“花のみち”を歩く
宝塚南口駅近くから、JR宝塚駅まで歩いた。宝塚南口駅前の交差点を過ぎると、すぐに武庫川を渡る宝塚大橋。赤瓦が特徴的な宝塚大劇場を背に、マルーン色の阪急電車がその脇を走り抜けるという、阪急電鉄、そして宝塚を象徴するシーンがここから眺められるため、ポスターなどでこの眺めを見たことがある人もいるだろう。NHK・Eテレ「2355」のおやすみソング「さらば、宝塚」でも、やはりこの宝塚大橋の上での別れが映し出されていた。橋を渡っているとすらりとしたスタイルの美しい女性とすれ違ったが、彼女もやはりタカラジェンヌなのだろうか。
宝塚大橋を渡り、宝塚大劇場に沿って交差点を曲がると、いよいよそこはヅカの世界。阪急宝塚駅前から大劇場まで伸びる「花のみち」を中心に、コロニアル様式の宝塚大劇場に合わせ、沿道のマンションや商店まで、すべてコロニアル様式で揃えられている。ヅカファンであれば、「ここに住みたい!」という人も多かろう。今回は宝塚南口駅から歩いてきたので、いきなり大劇場を目にしてしまったものの、やはり表玄関の阪急宝塚駅から来るべきであったか。阪急宝塚駅から来ていたならば、花のみちに沿って連なる美しい建築のなかを歩くにつれ、観劇のムードが最高潮に高まることであろう。街全体が宝塚ワールドであるかのような景色は、まるで自分までも宝塚の世界に溶け込んでいくかのような、まるで自分がスターになったかのような気分にさせてくれる。

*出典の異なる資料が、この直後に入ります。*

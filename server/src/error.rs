use std::process::{ExitCode, Termination};

use axum::extract::rejection::JsonRejection;
use axum::http::StatusCode;
use axum::response::IntoResponse;
use axum::Json;
use error_stack::{AttachmentKind, FrameKind, Report};
use kernel::KernelError;
use serde::Serialize;

#[derive(Debug)]
pub struct StackTrace(Report<KernelError>);

impl From<Report<KernelError>> for StackTrace {
    fn from(e: Report<KernelError>) -> Self {
        StackTrace(e)
    }
}

impl Termination for StackTrace {
    fn report(self) -> ExitCode {
        self.0.report()
    }
}

#[derive(Debug)]
pub struct ErrorStatus(Report<KernelError>);

impl From<Report<KernelError>> for ErrorStatus {
    fn from(e: Report<KernelError>) -> Self {
        ErrorStatus(e)
    }
}

/// Unreadable JSON bodies fail validation like any other bad input.
impl From<JsonRejection> for ErrorStatus {
    fn from(rejection: JsonRejection) -> Self {
        ErrorStatus(Report::new(KernelError::Validation).attach_printable(rejection.body_text()))
    }
}

#[derive(Debug, Serialize)]
struct ErrorBody {
    code: &'static str,
    message: String,
    retryable: bool,
}

pub(crate) fn status_of(error: &KernelError) -> StatusCode {
    match error {
        KernelError::NotFound(_) => StatusCode::NOT_FOUND,
        KernelError::OutOfStock | KernelError::AlreadyReturned | KernelError::Validation => {
            StatusCode::BAD_REQUEST
        }
        KernelError::RentalAlreadyOpen | KernelError::Conflict => StatusCode::CONFLICT,
        KernelError::TransactionFailed => StatusCode::SERVICE_UNAVAILABLE,
        KernelError::Timeout => StatusCode::REQUEST_TIMEOUT,
        KernelError::ReconciliationRequired | KernelError::Internal => {
            StatusCode::INTERNAL_SERVER_ERROR
        }
    }
}

/// Validation failures carry their reason as the latest printable attachment.
fn message_of(report: &Report<KernelError>) -> String {
    let context = report.current_context();
    if !matches!(context, KernelError::Validation) {
        return context.to_string();
    }
    report
        .frames()
        .find_map(|frame| match frame.kind() {
            FrameKind::Attachment(AttachmentKind::Printable(printable)) => {
                Some(printable.to_string())
            }
            _ => None,
        })
        .unwrap_or_else(|| context.to_string())
}

impl IntoResponse for ErrorStatus {
    fn into_response(self) -> axum::response::Response {
        let context = *self.0.current_context();
        match context {
            KernelError::ReconciliationRequired => {
                tracing::error!(target: "reconciliation", "{:?}", self.0)
            }
            KernelError::Internal | KernelError::TransactionFailed => {
                tracing::error!("{:?}", self.0)
            }
            _ => tracing::debug!("{:?}", self.0),
        }
        let body = ErrorBody {
            code: context.code(),
            message: message_of(&self.0),
            retryable: context.is_retryable(),
        };
        (status_of(&context), Json(body)).into_response()
    }
}
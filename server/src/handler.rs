use std::ops::Deref;
use std::sync::Arc;

use kernel::interface::query::{
    DependOnCustomerQuery, DependOnGenreQuery, DependOnMovieQuery, DependOnRentalQuery,
};
use kernel::interface::update::{
    DependOnCustomerModifier, DependOnGenreModifier, DependOnMovieModifier,
    DependOnRentalModifier,
};

/// Everything the routes need from a store backend.
pub trait Store:
    'static
    + Clone
    + DependOnGenreQuery
    + DependOnGenreModifier
    + DependOnMovieQuery
    + DependOnMovieModifier
    + DependOnCustomerQuery
    + DependOnCustomerModifier
    + DependOnRentalQuery
    + DependOnRentalModifier
{
}

impl<T> Store for T where
    T: Clone
        + DependOnGenreQuery
        + DependOnGenreModifier
        + DependOnMovieQuery
        + DependOnMovieModifier
        + DependOnCustomerQuery
        + DependOnCustomerModifier
        + DependOnRentalQuery
        + DependOnRentalModifier
{
}

pub struct AppModule<D>(Arc<Handler<D>>);

impl<D> Clone for AppModule<D> {
    fn clone(&self) -> Self {
        Self(Arc::clone(&self.0))
    }
}

impl<D: Store> AppModule<D> {
    pub fn new(database: D) -> Self {
        Self(Arc::new(Handler { database }))
    }
}

impl<D> Deref for AppModule<D> {
    type Target = Handler<D>;
    fn deref(&self) -> &Self::Target {
        Deref::deref(&self.0)
    }
}

pub struct Handler<D> {
    database: D,
}

impl<D> Handler<D> {
    pub fn database(&self) -> &D {
        &self.database
    }
}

この”花のみち”、道路中央の一段高くなっているところが歩道になっている。関東でいうなら、鎌倉の若宮大路のような構造だ。その法面に桜など花の木が植えられ、木々の間を花々が彩るという、実に美しい歩道であるのだが、宝塚音楽学校の生徒はこの高い部分を歩いてはいけないそうだ。ほかにも、宝塚音楽学校の生徒が阪急電車に乗る際も、たとえどんなに空いていても着席してはいけないとか、宝塚音楽学校生を取り巻く環境は、一種独特のものがある。そうして自分を厳しく律し、夢に向かって邁進するタカラジェンヌの卵たちを、先程の「ルマン」を含め、宝塚の街の人は温かく見守っていることであろう。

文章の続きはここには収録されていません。